The HILDA data found that among retirees aged 64-67, the average mortgage is worth $177,062. Yet among men aged 60-64, the median super balance is $178,808, or $137,051 for women. These numbers suggest some households could be left with pretty lean nest eggs if they use super to pay off their home loan. Fortunately, there are some steps retirees may want to look into to make the situation more manageable.
1. Keep your hand in the workforce
If you’re eligible for the age pension, single retirees can still earn up to $180 per fortnight, or $320 for a couple combined, before your pension payments are impacted.
2. Consider the Pension Loan Scheme
The Pension Loans Scheme (PLS) works a bit like a reverse mortgage. You effectively take out a loan with the federal government, secured by your home. You may be eligible for the regular pension plus a PLS worth up to 150% of the maximum fortnightly pension. Self-funded retirees can get the whole 150% of the pension as a loan.

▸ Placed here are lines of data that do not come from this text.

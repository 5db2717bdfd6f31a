use std::env;
use std::str::FromStr;

use dotenvy::dotenv;

use crate::model::role::Role;

#[derive(Clone)]
pub struct Config {
    /// Role notified when a request is submitted or updated by its owner.
    pub reviewer_role: Role,
    /// Prefix for notification deep links, e.g. "/leave" -> "/leave/{id}".
    pub link_prefix: String,

    // List query pagination
    pub default_per_page: u64,
    pub max_per_page: u64,
}

impl Config {
    pub fn from_env() -> Self {
        dotenv().ok();

        Self {
            reviewer_role: env::var("LEAVE_REVIEWER_ROLE")
                .ok()
                .and_then(|v| Role::from_str(&v).ok())
                .unwrap_or(Role::Hr),
            link_prefix: env::var("LEAVE_LINK_PREFIX").unwrap_or_else(|_| "/leave".to_string()),
            default_per_page: env::var("LEAVE_DEFAULT_PER_PAGE")
                .unwrap_or_else(|_| "10".to_string())
                .parse()
                .unwrap_or(10),
            max_per_page: env::var("LEAVE_MAX_PER_PAGE")
                .unwrap_or_else(|_| "100".to_string())
                .parse()
                .unwrap_or(100),
        }
    }
}

impl Default for Config {
    fn default() -> Self {
        Self {
            reviewer_role: Role::Hr,
            link_prefix: "/leave".to_string(),
            default_per_page: 10,
            max_per_page: 100,
        }
    }
}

At present, the PLS is paid in fortnightly instalments, but from July next year it will be available as a lump sum.
There are catches. The PLS comes with an interest rate of 4.5%, and the earlier you take up this option, the more you could end up owing. As a guide, a retiree who takes out a PLS loan for $195,000 paid in $750 fortnightly instalments, would owe $246, 430 after 10 years. This includes $51,430 in compound interest accrued over the 10-year term.
3. Shrink your home, grow your super
From July next year, the downsizer super contribution will be available for 60-year olds, down from those aged 65 today. It can be a great way to use home equity to boost your retirement savings. I realise that paying stamp duty on a new home can be the deal breaker for many retirees. However, a smaller home should mean lower maintenance costs, which can help to compensate for stamp duty over time.
Retirement planning can be complex, and it’s worth stressing that good advice can help you make the decision that’s right for you.